▸ **PROBLEM DESCRIPTION**
If a line in the data holds the string "opts", list it.

Dataset items:
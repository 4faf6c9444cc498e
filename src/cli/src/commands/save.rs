//! `cask save` command.

use std::path::PathBuf;

use cask_core::Result;
use cask_image::ops::{self, SaveOptions};
use clap::Args;

use super::{PlatformArgs, Session};

#[derive(Args, Debug)]
pub struct SaveArgs {
    /// Images to save
    #[arg(required = true)]
    pub images: Vec<String>,

    /// Write to a file instead of stdout
    #[arg(short, long)]
    pub output: Option<PathBuf>,

    #[command(flatten)]
    pub platform: PlatformArgs,
}

pub async fn execute(session: &Session, args: SaveArgs) -> Result<()> {
    let opts = SaveOptions {
        output: args.output,
        platforms: args.platform.platforms,
        all_platforms: args.platform.all_platforms,
    };
    ops::save(&session.client, &session.ctx, &session.streams, &args.images, &opts).await
}
//! `cask image encrypt` and `cask image decrypt` commands.

use std::path::PathBuf;

use cask_core::Result;
use cask_image::crypt::CryptOptions;
use cask_image::ops::{self, CryptRequest};
use clap::Args;

use super::{PlatformArgs, Session};

/// Flags shared by encrypt and decrypt.
#[derive(Args, Debug)]
pub struct CryptArgs {
    /// Source image
    pub source: String,

    /// Target reference
    pub target: String,

    #[command(flatten)]
    pub platform: PlatformArgs,

    /// GnuPG home directory
    #[arg(long)]
    pub gpg_homedir: Option<PathBuf>,

    /// GnuPG version: v1 or v2
    #[arg(long)]
    pub gpg_version: Option<String>,

    /// Private key file, with an optional password: <file>[:<password>] (repeatable)
    #[arg(long = "key")]
    pub keys: Vec<String>,

    /// Recipient of the decryption key in the form <type>:<value> (repeatable)
    #[arg(long = "dec-recipient")]
    pub dec_recipients: Vec<String>,
}

impl CryptArgs {
    fn request(self, recipients: Vec<String>) -> CryptRequest {
        CryptRequest {
            source: self.source,
            target: self.target,
            platforms: self.platform.platforms,
            all_platforms: self.platform.all_platforms,
            options: CryptOptions {
                gpg_homedir: self.gpg_homedir,
                gpg_version: self.gpg_version,
                keys: self.keys,
                recipients,
                dec_recipients: self.dec_recipients,
            },
        }
    }
}

#[derive(Args, Debug)]
pub struct EncryptArgs {
    #[command(flatten)]
    pub common: CryptArgs,

    /// Recipient of the image in the form <type>:<value>, e.g. sym:<keyfile> (repeatable)
    #[arg(long = "recipient")]
    pub recipients: Vec<String>,
}

#[derive(Args, Debug)]
pub struct DecryptArgs {
    #[command(flatten)]
    pub common: CryptArgs,
}

pub async fn encrypt(session: &Session, args: EncryptArgs) -> Result<()> {
    let req = args.common.request(args.recipients);
    ops::encrypt_image(&session.client, &session.ctx, &session.streams, &req).await?;
    Ok(())
}

pub async fn decrypt(session: &Session, args: DecryptArgs) -> Result<()> {
    let req = args.common.request(Vec::new());
    ops::decrypt_image(&session.client, &session.ctx, &session.streams, &req).await?;
    Ok(())
}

▸ **WRITTEN SOLUTION**
    let opts = SaveOptions {
    ops::save(&session.client, &session.ctx, &session.streams, &args.images, &opts).await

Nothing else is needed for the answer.